▶ **Data in this exercise**:
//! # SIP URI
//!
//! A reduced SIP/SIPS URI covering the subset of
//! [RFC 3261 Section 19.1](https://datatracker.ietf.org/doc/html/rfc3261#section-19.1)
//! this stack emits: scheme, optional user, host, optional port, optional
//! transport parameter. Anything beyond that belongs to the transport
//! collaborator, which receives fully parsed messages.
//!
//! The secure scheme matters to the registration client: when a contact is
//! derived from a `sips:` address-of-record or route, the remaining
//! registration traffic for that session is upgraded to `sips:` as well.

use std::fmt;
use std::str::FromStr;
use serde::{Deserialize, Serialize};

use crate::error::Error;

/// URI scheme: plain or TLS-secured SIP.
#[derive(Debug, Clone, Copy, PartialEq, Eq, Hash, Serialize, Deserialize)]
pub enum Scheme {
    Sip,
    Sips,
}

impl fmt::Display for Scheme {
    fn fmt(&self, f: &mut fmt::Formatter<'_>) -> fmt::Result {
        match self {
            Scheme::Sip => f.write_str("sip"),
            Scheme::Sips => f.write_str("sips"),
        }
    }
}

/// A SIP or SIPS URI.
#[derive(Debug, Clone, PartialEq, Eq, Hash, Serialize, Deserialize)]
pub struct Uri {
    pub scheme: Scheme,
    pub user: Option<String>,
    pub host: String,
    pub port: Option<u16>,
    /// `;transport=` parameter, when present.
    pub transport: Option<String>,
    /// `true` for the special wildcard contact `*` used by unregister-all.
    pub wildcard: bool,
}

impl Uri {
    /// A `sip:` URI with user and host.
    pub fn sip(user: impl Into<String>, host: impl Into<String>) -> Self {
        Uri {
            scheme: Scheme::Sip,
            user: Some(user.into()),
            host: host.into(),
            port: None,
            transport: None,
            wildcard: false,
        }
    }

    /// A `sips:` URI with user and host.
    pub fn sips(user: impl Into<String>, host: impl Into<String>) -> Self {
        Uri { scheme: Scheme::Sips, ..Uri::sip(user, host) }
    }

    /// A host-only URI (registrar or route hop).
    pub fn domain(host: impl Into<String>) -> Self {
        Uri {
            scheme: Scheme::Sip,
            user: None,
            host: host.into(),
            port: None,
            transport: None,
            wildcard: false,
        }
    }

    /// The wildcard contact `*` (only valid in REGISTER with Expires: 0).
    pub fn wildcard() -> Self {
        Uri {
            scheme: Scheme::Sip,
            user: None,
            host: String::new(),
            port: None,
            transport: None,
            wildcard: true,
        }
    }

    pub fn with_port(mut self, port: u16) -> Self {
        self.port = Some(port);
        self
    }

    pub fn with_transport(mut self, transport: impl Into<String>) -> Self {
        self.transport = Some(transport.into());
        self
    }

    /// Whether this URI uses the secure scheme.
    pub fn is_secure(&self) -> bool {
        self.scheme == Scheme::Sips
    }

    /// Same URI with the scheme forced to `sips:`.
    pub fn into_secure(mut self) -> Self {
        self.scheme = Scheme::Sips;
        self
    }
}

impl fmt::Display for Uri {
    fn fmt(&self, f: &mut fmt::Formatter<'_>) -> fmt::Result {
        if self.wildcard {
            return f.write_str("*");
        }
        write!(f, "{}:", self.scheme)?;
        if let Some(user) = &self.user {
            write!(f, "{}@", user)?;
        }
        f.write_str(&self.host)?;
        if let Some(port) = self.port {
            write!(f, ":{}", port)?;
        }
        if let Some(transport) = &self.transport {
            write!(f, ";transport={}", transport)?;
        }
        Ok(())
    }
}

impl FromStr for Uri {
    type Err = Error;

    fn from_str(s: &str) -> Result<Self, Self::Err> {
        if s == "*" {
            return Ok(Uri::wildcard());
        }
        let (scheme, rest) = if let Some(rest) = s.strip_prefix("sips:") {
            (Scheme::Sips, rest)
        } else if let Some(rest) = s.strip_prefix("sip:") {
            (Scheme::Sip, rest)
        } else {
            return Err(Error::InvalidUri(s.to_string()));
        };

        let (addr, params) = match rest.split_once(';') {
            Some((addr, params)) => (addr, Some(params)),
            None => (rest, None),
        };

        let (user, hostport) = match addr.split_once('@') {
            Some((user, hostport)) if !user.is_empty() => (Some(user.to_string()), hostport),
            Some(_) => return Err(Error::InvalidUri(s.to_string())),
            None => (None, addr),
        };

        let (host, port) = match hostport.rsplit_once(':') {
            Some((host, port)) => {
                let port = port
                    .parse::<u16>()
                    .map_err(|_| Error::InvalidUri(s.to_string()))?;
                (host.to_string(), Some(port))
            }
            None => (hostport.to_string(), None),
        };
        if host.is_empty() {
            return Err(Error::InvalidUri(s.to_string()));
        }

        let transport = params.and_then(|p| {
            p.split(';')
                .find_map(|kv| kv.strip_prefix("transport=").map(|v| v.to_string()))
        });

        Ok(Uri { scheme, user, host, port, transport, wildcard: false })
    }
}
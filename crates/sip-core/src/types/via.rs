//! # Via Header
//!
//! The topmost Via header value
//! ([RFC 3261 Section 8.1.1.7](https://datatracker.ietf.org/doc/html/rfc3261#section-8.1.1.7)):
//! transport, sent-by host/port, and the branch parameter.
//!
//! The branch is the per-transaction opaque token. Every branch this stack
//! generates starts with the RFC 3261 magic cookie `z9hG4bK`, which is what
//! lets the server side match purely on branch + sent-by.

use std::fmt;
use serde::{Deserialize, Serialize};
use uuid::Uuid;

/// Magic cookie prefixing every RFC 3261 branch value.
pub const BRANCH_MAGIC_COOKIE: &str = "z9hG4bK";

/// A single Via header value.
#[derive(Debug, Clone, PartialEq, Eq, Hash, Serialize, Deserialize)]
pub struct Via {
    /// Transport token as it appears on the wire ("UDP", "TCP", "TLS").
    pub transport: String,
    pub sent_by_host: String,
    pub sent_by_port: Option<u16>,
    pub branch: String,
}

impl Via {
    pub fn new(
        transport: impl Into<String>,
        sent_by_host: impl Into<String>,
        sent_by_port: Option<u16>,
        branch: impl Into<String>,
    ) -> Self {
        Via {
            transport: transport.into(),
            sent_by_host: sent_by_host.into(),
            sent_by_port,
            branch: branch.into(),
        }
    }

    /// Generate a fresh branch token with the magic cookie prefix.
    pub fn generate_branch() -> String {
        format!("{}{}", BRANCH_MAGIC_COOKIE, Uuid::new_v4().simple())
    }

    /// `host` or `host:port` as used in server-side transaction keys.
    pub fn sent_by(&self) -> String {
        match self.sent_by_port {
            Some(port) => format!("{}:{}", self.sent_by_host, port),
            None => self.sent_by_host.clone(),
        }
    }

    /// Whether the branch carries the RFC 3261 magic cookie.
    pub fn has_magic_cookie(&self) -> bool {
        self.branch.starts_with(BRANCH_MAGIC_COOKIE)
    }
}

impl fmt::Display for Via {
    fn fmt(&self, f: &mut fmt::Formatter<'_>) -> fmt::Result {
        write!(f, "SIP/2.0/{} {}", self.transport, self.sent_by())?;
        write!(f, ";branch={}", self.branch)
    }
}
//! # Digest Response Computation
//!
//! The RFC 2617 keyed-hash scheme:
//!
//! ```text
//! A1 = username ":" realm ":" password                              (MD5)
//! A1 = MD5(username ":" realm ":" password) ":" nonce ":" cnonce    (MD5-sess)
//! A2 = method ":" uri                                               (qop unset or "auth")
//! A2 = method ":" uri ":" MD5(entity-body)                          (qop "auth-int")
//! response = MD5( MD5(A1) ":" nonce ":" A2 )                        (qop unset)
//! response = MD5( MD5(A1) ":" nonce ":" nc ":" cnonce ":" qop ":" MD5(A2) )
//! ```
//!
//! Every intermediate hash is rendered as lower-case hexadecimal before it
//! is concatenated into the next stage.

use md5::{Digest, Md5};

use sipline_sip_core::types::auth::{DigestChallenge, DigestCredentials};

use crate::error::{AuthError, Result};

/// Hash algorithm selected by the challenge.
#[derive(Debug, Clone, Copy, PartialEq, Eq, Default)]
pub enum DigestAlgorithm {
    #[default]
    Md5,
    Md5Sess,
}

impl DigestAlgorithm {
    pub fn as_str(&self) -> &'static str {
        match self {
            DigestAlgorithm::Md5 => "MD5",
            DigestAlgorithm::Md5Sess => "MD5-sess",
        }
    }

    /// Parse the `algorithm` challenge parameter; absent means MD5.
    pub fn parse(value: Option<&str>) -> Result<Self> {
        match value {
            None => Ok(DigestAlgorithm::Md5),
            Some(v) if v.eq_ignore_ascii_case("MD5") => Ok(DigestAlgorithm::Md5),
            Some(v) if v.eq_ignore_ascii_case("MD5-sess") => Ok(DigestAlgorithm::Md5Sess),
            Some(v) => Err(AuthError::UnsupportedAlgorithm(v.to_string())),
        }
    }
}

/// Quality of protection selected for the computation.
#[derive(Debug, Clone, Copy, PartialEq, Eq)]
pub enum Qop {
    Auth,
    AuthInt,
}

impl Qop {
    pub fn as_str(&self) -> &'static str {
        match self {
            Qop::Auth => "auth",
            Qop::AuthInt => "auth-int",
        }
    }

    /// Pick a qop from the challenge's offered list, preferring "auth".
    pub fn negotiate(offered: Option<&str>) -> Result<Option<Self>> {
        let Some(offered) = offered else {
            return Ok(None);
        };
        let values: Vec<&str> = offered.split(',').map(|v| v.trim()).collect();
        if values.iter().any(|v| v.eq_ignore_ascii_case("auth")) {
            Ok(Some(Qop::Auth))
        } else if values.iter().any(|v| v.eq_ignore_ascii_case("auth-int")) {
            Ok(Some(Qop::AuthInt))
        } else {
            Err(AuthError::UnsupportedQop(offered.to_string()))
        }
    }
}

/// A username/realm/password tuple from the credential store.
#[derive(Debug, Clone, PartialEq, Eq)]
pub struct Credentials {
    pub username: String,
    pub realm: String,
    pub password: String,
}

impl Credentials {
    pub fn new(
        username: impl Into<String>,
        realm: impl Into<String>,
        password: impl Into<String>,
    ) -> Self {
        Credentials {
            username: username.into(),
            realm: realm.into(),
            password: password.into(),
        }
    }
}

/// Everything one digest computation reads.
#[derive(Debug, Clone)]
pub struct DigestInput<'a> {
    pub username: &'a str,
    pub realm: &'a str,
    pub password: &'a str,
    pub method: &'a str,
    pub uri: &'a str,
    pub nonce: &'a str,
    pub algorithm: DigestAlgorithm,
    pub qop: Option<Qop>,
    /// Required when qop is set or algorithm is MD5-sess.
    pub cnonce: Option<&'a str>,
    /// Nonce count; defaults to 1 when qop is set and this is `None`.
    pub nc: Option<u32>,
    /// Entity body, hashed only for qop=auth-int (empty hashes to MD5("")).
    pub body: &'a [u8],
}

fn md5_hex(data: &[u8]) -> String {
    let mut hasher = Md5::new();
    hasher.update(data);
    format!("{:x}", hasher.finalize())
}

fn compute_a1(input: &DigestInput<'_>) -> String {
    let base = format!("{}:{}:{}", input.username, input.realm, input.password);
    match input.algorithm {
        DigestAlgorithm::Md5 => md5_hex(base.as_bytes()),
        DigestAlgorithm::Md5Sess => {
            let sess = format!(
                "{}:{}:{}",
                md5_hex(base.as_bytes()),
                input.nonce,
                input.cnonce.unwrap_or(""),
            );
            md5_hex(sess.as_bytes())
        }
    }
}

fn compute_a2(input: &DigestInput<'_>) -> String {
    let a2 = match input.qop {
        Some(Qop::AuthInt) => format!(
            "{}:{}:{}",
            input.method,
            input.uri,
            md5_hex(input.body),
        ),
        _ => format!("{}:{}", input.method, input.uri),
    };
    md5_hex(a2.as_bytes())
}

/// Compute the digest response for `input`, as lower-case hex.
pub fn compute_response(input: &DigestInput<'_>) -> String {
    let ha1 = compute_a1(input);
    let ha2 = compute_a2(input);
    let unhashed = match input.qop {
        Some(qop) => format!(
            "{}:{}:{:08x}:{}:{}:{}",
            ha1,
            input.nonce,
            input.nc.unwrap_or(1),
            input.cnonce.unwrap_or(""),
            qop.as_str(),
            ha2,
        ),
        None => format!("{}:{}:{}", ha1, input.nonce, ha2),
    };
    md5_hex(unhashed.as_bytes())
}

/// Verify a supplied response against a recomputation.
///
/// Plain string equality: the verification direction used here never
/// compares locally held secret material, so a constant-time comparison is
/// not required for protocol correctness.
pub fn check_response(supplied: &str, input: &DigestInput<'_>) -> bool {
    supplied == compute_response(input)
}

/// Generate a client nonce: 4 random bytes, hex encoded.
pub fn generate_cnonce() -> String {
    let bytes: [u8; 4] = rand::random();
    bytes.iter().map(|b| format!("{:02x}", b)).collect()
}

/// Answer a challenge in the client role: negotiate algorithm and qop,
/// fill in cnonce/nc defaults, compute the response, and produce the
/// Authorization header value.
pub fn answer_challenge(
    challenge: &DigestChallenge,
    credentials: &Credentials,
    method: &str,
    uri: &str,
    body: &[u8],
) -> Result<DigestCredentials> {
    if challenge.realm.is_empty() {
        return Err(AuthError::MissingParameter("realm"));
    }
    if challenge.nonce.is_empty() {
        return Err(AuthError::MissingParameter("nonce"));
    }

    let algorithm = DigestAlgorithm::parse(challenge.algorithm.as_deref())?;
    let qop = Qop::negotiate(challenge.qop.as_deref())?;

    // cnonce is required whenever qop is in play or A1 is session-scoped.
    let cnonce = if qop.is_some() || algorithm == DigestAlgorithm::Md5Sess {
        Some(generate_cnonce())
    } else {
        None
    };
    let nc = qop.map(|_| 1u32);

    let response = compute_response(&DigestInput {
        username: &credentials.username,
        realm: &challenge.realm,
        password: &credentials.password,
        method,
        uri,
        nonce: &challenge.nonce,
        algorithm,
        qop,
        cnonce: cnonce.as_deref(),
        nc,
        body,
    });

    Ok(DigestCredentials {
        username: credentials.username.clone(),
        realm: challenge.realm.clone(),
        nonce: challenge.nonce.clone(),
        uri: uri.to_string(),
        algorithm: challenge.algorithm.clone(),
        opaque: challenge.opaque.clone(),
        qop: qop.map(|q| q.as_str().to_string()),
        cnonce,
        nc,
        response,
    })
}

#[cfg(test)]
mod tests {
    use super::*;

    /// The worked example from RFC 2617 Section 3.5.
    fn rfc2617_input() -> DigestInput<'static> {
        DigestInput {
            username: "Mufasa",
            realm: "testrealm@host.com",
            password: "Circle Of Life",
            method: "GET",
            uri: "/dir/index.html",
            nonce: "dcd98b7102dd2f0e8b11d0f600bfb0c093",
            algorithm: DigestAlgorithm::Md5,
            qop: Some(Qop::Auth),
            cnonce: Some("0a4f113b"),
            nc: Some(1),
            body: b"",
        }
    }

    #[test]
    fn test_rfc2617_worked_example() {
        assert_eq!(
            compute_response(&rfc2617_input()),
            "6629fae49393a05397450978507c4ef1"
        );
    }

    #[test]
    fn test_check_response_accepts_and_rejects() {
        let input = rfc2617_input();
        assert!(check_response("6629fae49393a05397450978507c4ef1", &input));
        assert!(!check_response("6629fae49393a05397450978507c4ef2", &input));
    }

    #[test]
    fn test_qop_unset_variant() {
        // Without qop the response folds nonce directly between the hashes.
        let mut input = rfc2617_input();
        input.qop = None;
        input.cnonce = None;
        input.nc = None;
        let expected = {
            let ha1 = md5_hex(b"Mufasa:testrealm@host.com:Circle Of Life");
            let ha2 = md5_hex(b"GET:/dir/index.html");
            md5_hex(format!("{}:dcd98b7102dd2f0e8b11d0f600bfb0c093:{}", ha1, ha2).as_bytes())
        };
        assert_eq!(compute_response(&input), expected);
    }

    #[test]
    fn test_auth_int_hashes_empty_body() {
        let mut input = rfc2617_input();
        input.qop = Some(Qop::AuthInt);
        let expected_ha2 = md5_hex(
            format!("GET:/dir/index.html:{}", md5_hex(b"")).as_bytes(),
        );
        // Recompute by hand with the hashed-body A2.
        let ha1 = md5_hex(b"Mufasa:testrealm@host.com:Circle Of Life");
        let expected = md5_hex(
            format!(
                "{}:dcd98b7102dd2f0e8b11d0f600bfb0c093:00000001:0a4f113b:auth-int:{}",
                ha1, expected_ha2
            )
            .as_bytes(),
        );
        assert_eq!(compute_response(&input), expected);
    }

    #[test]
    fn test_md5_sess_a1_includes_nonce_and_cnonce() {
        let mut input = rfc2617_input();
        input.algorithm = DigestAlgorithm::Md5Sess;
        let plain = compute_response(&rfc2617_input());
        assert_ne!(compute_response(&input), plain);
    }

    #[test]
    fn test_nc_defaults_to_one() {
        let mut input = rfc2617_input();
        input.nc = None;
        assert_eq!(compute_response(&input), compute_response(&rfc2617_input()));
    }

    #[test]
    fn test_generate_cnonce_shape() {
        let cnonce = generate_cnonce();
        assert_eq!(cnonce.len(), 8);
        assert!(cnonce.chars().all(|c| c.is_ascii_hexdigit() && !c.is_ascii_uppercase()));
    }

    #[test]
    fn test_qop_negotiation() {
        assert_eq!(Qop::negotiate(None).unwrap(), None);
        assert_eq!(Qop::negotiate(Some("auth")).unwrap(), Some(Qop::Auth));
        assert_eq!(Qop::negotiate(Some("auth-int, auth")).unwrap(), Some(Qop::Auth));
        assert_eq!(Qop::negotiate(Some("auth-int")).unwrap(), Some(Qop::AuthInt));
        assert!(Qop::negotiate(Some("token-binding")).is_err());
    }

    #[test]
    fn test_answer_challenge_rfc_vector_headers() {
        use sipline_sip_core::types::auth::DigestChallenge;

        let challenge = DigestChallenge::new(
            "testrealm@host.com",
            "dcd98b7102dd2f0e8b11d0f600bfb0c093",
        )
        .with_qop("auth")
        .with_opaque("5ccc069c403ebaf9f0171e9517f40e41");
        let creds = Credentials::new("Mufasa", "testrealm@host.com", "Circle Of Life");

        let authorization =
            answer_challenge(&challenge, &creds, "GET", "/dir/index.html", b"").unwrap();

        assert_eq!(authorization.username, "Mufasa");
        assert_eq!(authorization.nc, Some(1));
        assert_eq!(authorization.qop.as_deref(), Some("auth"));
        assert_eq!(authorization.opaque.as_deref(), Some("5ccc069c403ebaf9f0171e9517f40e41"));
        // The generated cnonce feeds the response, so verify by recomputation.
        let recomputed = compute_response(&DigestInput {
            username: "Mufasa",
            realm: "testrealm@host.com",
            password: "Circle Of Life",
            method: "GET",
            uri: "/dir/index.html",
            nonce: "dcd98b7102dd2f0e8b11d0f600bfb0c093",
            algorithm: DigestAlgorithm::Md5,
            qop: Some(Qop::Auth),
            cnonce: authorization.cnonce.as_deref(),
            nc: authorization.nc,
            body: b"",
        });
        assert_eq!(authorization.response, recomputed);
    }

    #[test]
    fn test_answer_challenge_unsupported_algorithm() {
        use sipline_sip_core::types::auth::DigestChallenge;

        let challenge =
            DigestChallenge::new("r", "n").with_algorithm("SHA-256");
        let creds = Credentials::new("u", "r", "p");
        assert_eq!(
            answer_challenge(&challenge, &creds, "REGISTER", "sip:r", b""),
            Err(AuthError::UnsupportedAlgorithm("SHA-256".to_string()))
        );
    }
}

▶ **Problem to work on**: Look through the records and gather every line containing "rest".

▶ **Task solution**:
        let (scheme, rest) = if let Some(rest) = s.strip_prefix("sips:") {
            (Scheme::Sips, rest)
        } else if let Some(rest) = s.strip_prefix("sip:") {
            (Scheme::Sip, rest)
        let (addr, params) = match rest.split_once(';') {
            None => (rest, None),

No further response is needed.